Prior to admission, the patient’s daily medications included: torsemide: 2.5 mg, losartan 100 mg, amlodipine 5 mg, carvedilol 6.25 mg, teneligliptin 20 mg, rosuvastatin 10 mg, nifedipine 30 mg, vitamin supplements QD, polystyrene sulfonate calcium 5 g BID, and sevelamer carbonate 800 mg TID, primarily for cardiologic and nephrologic conditions.

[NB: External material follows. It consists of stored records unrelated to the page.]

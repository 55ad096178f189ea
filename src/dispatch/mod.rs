//! Per-item dispatcher
//!
//! Publishing one item is a fan-out of independent per-target attempts. The
//! unit of completion is the (day, target) pair, not the item:
//!
//! 1. read the day's record from the ledger
//! 2. attempt every target not yet done, each in its own task
//! 3. merge all successes into the ledger in a single call
//!
//! A failing, hanging or panicking target never affects its siblings. Failed
//! targets are not retried here; they stay pending in the ledger and the
//! next run picks them up.

use serde::Serialize;
use std::collections::BTreeMap;
use std::sync::Arc;
use std::time::Duration;
use tokio::task::JoinHandle;

use crate::error::CrosspostErrorTrait;
use crate::models::ContentItem;
use crate::storage::{LedgerResult, StatusLedger};
use crate::targets::{TargetError, TargetRegistry, TargetResult};

/// Default upper bound for a single target attempt
pub const DEFAULT_ATTEMPT_TIMEOUT: Duration = Duration::from_secs(120);

/// Outcome of dispatching one item
#[derive(Debug, Clone, Default, PartialEq, Eq, Serialize)]
pub struct DispatchResult {
    /// Campaign day of the item
    pub day: u32,

    /// Targets attempted in this call
    pub attempted: Vec<String>,

    /// Successful targets and their locations
    pub succeeded: BTreeMap<String, String>,

    /// Failed targets and the reason
    pub failed: BTreeMap<String, String>,
}

impl DispatchResult {
    fn new(day: u32) -> Self {
        Self {
            day,
            ..Default::default()
        }
    }

    /// True if nothing needed publishing
    pub fn is_noop(&self) -> bool {
        self.attempted.is_empty()
    }

    /// True if at least one attempted target failed
    pub fn has_failures(&self) -> bool {
        !self.failed.is_empty()
    }

    /// One-line summary for logs and CLI output
    pub fn summary(&self) -> String {
        if self.is_noop() {
            return format!("Day {}: nothing new, all targets already published", self.day);
        }
        format!(
            "Day {}: {}/{} targets published this run",
            self.day,
            self.succeeded.len(),
            self.attempted.len()
        )
    }
}

/// What a dispatch would do, without doing it
#[derive(Debug, Clone, PartialEq, Eq, Serialize)]
pub struct DispatchPlan {
    pub day: u32,
    pub title: String,
    pub remaining: Vec<String>,
    pub already_done: Vec<String>,
    pub unregistered: Vec<String>,
}

impl DispatchPlan {
    /// Format as display string
    pub fn display(&self, item: &ContentItem) -> String {
        let mut output = format!("Day {} | {}\n", self.day, self.title);
        output.push_str(&format!("  Tags:      {}\n", item.tags.join(", ")));
        output.push_str(&format!(
            "  Body:      {} chars, ~{} words\n",
            item.body.chars().count(),
            item.word_count()
        ));
        if self.remaining.is_empty() {
            output.push_str("  Would publish to: nothing (already complete)\n");
        } else {
            output.push_str(&format!(
                "  Would publish to: {}\n",
                self.remaining.join(", ")
            ));
        }
        if !self.already_done.is_empty() {
            output.push_str(&format!("  Already done:     {}\n", self.already_done.join(", ")));
        }
        if !self.unregistered.is_empty() {
            output.push_str(&format!(
                "  Not configured:   {}\n",
                self.unregistered.join(", ")
            ));
        }
        output
    }
}

/// Dispatches items to their remaining targets
#[derive(Debug, Clone)]
pub struct Dispatcher {
    registry: Arc<TargetRegistry>,
    ledger: Arc<StatusLedger>,
    attempt_timeout: Duration,
}

impl Dispatcher {
    /// Create a dispatcher
    pub fn new(registry: Arc<TargetRegistry>, ledger: Arc<StatusLedger>) -> Self {
        Self {
            registry,
            ledger,
            attempt_timeout: DEFAULT_ATTEMPT_TIMEOUT,
        }
    }

    /// Set the per-target attempt timeout
    pub fn with_attempt_timeout(mut self, timeout: Duration) -> Self {
        self.attempt_timeout = timeout;
        self
    }

    /// The ledger this dispatcher merges into
    pub fn ledger(&self) -> &Arc<StatusLedger> {
        &self.ledger
    }

    /// The registry this dispatcher publishes through
    pub fn registry(&self) -> &Arc<TargetRegistry> {
        &self.registry
    }

    /// Publish `item` to every target it is not yet published to
    ///
    /// Target failures are reported in the result. Only ledger errors are
    /// returned as `Err`; in that case the successes of this call were not
    /// committed and will be attempted again by the next run.
    pub async fn dispatch(&self, item: &ContentItem) -> LedgerResult<DispatchResult> {
        let record = self.ledger.get(item.day)?;
        let remaining: Vec<String> = record
            .pending_for(item)
            .into_iter()
            .map(str::to_string)
            .collect();

        let mut result = DispatchResult::new(item.day);

        if remaining.is_empty() {
            tracing::info!(day = item.day, "Already published to all targets, skipping");
            return Ok(result);
        }

        tracing::info!(
            day = item.day,
            title = %item.title,
            remaining = ?remaining,
            done = record.targets_done.len(),
            "Dispatching item"
        );

        let shared = Arc::new(item.clone());
        let (targets, handles): (Vec<String>, Vec<JoinHandle<TargetResult<String>>>) =
            remaining
                .into_iter()
                .map(|target| {
                    let handle = self.spawn_attempt(&target, Arc::clone(&shared));
                    (target, handle)
                })
                .unzip();
        let joined = futures::future::join_all(handles).await;

        for (target, joined) in targets.into_iter().zip(joined) {
            let outcome = match joined {
                Ok(outcome) => outcome,
                Err(join_error) => Err(TargetError::Other(format!(
                    "publisher task failed: {join_error}"
                ))),
            };

            match outcome {
                Ok(location) => {
                    tracing::info!(day = item.day, target_id = %target, location = %location, "Target published");
                    result.succeeded.insert(target.clone(), location);
                }
                Err(e) => {
                    tracing::warn!(
                        day = item.day,
                        target_id = %target,
                        category = %e.category(),
                        recoverable = e.is_recoverable(),
                        reason = %e,
                        "Target failed"
                    );
                    result.failed.insert(target.clone(), e.to_string());
                }
            }
            result.attempted.push(target);
        }

        if let Err(e) = self.ledger.merge(item.day, &result.succeeded) {
            tracing::error!(
                day = item.day,
                error = %e,
                uncommitted = ?result.succeeded.keys().collect::<Vec<_>>(),
                "Ledger merge failed, successes not recorded"
            );
            return Err(e);
        }

        tracing::info!(
            day = item.day,
            published = result.succeeded.len(),
            failed = result.failed.len(),
            "{}",
            result.summary()
        );

        Ok(result)
    }

    /// Describe what `dispatch` would attempt, without publishing
    pub fn plan(&self, item: &ContentItem) -> LedgerResult<DispatchPlan> {
        let record = self.ledger.get(item.day)?;
        let remaining: Vec<String> = record
            .pending_for(item)
            .into_iter()
            .map(str::to_string)
            .collect();
        let unregistered = remaining
            .iter()
            .filter(|t| !self.registry.contains(t))
            .cloned()
            .collect();

        Ok(DispatchPlan {
            day: item.day,
            title: item.title.clone(),
            already_done: record.done_for(item).into_iter().map(str::to_string).collect(),
            remaining,
            unregistered,
        })
    }

    fn spawn_attempt(
        &self,
        target_id: &str,
        item: Arc<ContentItem>,
    ) -> JoinHandle<TargetResult<String>> {
        let target = self.registry.get(target_id);
        let timeout = self.attempt_timeout;
        let target_id = target_id.to_string();

        tokio::spawn(async move {
            let Some(target) = target else {
                return Err(TargetError::NotConfigured(format!(
                    "no publisher registered for target '{target_id}'"
                )));
            };

            tokio::time::timeout(timeout, target.publish(&item))
                .await
                .unwrap_or(Err(TargetError::Timeout(timeout)))
        })
    }
}
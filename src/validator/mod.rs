mod types;

pub use types::EmailError;

use once_cell::sync::Lazy;
use regex::Regex;

/// Local part: dot-separated atoms (no "..", no leading/trailing dot) or a quoted string.
/// Domain: bracketed IPv4 literal, or labels ending with an alphabetic TLD of 2+ letters.
const SYNTAX_PATTERN: &str = r#"^(([^<>()\[\]\\.,;:\s@"]+(\.[^<>()\[\]\\.,;:\s@"]+)*)|("[^\n\r\x{2028}\x{2029}]+"))@((\[[0-9]{1,3}\.[0-9]{1,3}\.[0-9]{1,3}\.[0-9]{1,3}\])|(([a-zA-Z\-0-9]+\.)+[a-zA-Z]{2,}))$"#;

static SYNTAX_RE: Lazy<Regex> =
    Lazy::new(|| Regex::new(SYNTAX_PATTERN).expect("static syntax regex compiles"));

/// Returns `true` when `email` has an acceptable shape.
///
/// Empty and whitespace-only inputs are rejected before the regex runs. The
/// match is done on the lower-cased input; surrounding whitespace is *not*
/// trimmed and makes the address invalid.
pub fn is_valid_syntax(email: &str) -> bool {
    if email.trim().is_empty() {
        return false;
    }
    SYNTAX_RE.is_match(&email.to_lowercase())
}

/// Lower-cased remainder after the first `@`.
pub fn extract_domain(email: &str) -> Result<String, EmailError> {
    email
        .split_once('@')
        .map(|(_, domain)| domain.to_lowercase())
        .ok_or(EmailError::MissingAt)
}

/// Lower-cased text before the first `@`.
pub fn local_part(email: &str) -> Result<String, EmailError> {
    email
        .split_once('@')
        .map(|(local, _)| local.to_lowercase())
        .ok_or(EmailError::MissingAt)
}
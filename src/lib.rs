#![forbid(unsafe_code)]
//! mailverdict — simulated deliverability verdicts for e-mail addresses.
//!
//! Syntax is checked for real; MX presence, catch-all and mailbox existence
//! are stand-ins that wait and then draw from a seeded random source.

pub mod form;
pub mod pipeline;
pub mod probe;
pub mod status;
pub mod validator;

pub use form::{FormController, FormState, StatusCard, provider_for};
pub use pipeline::{PipelineError, Verifier, is_role_account, verify_email};
pub use probe::{MailProbe, ProbeError, ProbeOptions, SimulatedProbe};
pub use status::{Icon, Presentation, Tone, VerificationStatus};
pub use validator::{EmailError, extract_domain, is_valid_syntax, local_part};
use tracing_subscriber::EnvFilter;

/// Logs go to stderr; stdout carries the reports.
pub fn init(verbose: bool) {
    let fallback = if verbose {
        "mailverdict=debug,info"
    } else {
        "mailverdict=warn"
    };
    let filter = EnvFilter::try_from_default_env().unwrap_or_else(|_| EnvFilter::new(fallback));

    tracing_subscriber::fmt()
        .with_env_filter(filter)
        .with_writer(std::io::stderr)
        .with_target(false)
        .compact()
        .init();
}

For enhanced bowel and urinary function, the followings were administered: magnesium hydroxide 500 mg BID, motilitone (Coridalis tuber, Pharbitis seed) 30 mg, bethanechol 25 mg TID, and tamsulosin 0.2 mg HS. These additional medications were discontinued upon discharge.
Fortunately, the patient’s excessive sweating ceased three days after discharge. He no longer had to shower or change clothes several times. No further laboratory or imaging tests were performed. The patient remained dry for 10 months.